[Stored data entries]
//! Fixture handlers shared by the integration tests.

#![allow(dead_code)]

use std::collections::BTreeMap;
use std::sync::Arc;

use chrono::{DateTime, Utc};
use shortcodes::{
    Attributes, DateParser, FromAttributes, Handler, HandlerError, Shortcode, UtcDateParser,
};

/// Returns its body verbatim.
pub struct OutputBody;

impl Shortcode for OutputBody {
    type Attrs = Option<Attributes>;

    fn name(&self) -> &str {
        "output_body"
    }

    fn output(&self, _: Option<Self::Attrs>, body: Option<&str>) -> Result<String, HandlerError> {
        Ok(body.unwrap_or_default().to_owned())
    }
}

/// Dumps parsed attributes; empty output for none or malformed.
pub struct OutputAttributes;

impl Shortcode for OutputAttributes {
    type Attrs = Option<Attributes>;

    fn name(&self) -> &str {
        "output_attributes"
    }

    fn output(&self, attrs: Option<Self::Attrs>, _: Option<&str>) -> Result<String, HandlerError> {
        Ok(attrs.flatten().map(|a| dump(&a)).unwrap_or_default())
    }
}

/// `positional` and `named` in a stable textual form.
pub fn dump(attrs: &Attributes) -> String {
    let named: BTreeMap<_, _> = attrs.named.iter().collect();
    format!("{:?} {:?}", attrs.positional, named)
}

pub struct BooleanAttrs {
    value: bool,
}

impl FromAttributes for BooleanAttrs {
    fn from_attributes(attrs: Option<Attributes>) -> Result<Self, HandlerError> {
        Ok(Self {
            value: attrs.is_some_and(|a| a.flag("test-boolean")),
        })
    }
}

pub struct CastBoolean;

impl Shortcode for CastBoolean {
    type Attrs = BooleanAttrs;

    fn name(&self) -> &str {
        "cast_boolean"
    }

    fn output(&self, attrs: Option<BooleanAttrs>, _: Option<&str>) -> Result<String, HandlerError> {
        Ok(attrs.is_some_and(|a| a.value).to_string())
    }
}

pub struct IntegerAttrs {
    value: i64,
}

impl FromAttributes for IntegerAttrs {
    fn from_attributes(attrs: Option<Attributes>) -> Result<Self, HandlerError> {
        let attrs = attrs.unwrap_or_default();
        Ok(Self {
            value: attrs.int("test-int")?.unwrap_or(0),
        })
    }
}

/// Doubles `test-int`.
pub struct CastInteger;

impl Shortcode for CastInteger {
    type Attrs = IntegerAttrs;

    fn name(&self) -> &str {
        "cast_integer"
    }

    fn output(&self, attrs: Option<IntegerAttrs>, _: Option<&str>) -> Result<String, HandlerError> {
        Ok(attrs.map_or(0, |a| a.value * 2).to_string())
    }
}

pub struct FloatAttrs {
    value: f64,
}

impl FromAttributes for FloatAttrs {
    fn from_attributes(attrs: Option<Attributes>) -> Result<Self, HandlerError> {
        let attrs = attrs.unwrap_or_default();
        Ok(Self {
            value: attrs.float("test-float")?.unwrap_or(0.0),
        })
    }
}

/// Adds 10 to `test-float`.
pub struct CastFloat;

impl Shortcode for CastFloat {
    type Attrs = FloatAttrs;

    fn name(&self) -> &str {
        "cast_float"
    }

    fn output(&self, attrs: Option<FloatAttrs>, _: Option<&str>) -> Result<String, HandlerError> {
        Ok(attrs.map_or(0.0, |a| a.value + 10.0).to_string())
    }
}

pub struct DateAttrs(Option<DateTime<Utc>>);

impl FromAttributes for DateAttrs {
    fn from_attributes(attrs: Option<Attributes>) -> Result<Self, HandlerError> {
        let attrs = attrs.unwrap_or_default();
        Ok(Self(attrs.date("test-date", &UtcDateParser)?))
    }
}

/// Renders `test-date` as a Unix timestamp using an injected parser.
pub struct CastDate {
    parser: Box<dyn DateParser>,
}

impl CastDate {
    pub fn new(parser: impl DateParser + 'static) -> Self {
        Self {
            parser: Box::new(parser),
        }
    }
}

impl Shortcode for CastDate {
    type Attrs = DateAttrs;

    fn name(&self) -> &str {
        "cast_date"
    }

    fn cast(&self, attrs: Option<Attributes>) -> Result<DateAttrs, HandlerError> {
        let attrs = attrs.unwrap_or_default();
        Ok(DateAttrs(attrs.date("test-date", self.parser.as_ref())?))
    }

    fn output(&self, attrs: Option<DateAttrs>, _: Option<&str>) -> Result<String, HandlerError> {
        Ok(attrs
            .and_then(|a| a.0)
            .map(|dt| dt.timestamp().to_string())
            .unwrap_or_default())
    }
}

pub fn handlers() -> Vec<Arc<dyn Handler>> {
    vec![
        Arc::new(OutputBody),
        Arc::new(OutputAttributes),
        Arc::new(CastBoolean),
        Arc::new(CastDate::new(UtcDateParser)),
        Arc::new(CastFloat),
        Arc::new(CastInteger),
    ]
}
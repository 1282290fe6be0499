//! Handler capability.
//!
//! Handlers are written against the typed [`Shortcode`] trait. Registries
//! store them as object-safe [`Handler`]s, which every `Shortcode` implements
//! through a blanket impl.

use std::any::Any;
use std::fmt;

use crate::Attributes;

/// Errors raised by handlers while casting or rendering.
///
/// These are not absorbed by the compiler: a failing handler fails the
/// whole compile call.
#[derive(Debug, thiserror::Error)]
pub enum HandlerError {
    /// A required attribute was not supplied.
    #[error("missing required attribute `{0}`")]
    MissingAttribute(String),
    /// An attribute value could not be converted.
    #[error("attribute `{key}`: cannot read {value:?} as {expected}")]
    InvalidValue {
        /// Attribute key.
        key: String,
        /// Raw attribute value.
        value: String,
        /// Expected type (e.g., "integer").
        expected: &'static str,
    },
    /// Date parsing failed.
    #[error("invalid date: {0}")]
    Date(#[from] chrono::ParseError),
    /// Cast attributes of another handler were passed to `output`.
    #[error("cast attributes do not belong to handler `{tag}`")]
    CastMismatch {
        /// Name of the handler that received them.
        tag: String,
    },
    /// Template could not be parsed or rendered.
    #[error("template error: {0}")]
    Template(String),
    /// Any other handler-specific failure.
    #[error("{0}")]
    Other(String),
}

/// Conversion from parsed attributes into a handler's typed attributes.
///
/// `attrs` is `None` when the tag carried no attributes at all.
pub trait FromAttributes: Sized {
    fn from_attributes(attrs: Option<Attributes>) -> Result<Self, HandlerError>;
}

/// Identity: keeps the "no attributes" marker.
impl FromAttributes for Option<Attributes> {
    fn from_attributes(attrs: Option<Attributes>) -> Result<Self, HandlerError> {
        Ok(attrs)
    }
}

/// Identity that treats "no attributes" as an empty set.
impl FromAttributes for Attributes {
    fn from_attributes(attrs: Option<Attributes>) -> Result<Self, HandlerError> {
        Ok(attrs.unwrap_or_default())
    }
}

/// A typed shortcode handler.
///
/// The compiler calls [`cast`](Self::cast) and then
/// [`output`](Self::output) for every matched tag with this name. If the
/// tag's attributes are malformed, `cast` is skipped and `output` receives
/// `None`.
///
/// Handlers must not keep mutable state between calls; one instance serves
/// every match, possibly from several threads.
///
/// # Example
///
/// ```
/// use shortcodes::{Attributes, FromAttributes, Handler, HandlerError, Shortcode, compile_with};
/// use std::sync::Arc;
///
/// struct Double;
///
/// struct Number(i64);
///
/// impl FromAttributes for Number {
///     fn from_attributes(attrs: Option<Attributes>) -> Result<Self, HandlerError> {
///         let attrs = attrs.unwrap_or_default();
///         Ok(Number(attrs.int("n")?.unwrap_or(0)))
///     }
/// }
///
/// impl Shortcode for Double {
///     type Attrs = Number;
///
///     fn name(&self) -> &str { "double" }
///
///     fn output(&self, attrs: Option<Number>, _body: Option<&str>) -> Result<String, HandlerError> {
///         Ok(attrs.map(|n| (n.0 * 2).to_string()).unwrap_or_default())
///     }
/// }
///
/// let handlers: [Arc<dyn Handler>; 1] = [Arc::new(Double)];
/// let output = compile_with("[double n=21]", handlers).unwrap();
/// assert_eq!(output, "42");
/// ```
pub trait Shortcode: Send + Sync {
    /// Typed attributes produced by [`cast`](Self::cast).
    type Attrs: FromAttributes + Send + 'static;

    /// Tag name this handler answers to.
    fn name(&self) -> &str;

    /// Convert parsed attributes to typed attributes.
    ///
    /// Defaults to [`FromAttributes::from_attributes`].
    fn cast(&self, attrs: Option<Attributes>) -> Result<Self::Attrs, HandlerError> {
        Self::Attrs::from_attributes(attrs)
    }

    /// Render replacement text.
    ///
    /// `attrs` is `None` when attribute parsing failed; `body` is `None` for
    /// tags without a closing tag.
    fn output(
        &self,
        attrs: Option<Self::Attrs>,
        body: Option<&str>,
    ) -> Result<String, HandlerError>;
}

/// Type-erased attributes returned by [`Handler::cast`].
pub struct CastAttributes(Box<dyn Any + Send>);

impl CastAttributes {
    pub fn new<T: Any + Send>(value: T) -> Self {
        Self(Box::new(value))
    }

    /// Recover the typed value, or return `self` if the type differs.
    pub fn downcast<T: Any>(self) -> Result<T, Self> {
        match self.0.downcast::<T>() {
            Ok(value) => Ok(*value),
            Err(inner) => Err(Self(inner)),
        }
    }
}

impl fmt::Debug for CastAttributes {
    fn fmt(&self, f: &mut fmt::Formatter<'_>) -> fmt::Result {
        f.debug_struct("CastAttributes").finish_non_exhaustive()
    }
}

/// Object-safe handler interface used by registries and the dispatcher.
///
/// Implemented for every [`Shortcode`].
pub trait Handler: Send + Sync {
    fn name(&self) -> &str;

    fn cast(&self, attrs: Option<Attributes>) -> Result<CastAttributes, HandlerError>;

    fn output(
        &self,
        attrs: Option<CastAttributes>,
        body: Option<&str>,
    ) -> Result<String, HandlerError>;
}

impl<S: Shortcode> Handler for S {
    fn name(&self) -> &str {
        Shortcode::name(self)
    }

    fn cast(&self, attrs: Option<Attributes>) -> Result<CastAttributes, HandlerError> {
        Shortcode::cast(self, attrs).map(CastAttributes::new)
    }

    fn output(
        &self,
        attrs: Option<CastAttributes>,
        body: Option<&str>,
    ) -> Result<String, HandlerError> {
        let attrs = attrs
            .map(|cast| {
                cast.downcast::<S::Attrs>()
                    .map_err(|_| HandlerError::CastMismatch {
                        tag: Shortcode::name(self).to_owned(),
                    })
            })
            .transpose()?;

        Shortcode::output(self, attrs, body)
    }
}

Exercise goal:
The answer is the lines above between the line holding "pub fn downcast<T: Any>(self)" and the line holding "impl<S: Shortcode> Handler", inclusive, each written out exactly, and no others.

Result:
    pub fn downcast<T: Any>(self) -> Result<T, Self> {
        match self.0.downcast::<T>() {
            Ok(value) => Ok(*value),
            Err(inner) => Err(Self(inner)),
        }
    }
}

impl fmt::Debug for CastAttributes {
    fn fmt(&self, f: &mut fmt::Formatter<'_>) -> fmt::Result {
        f.debug_struct("CastAttributes").finish_non_exhaustive()
    }
}

/// Object-safe handler interface used by registries and the dispatcher.
///
/// Implemented for every [`Shortcode`].
pub trait Handler: Send + Sync {
    fn name(&self) -> &str;

    fn cast(&self, attrs: Option<Attributes>) -> Result<CastAttributes, HandlerError>;

    fn output(
        &self,
        attrs: Option<CastAttributes>,
        body: Option<&str>,
    ) -> Result<String, HandlerError>;
}

impl<S: Shortcode> Handler for S {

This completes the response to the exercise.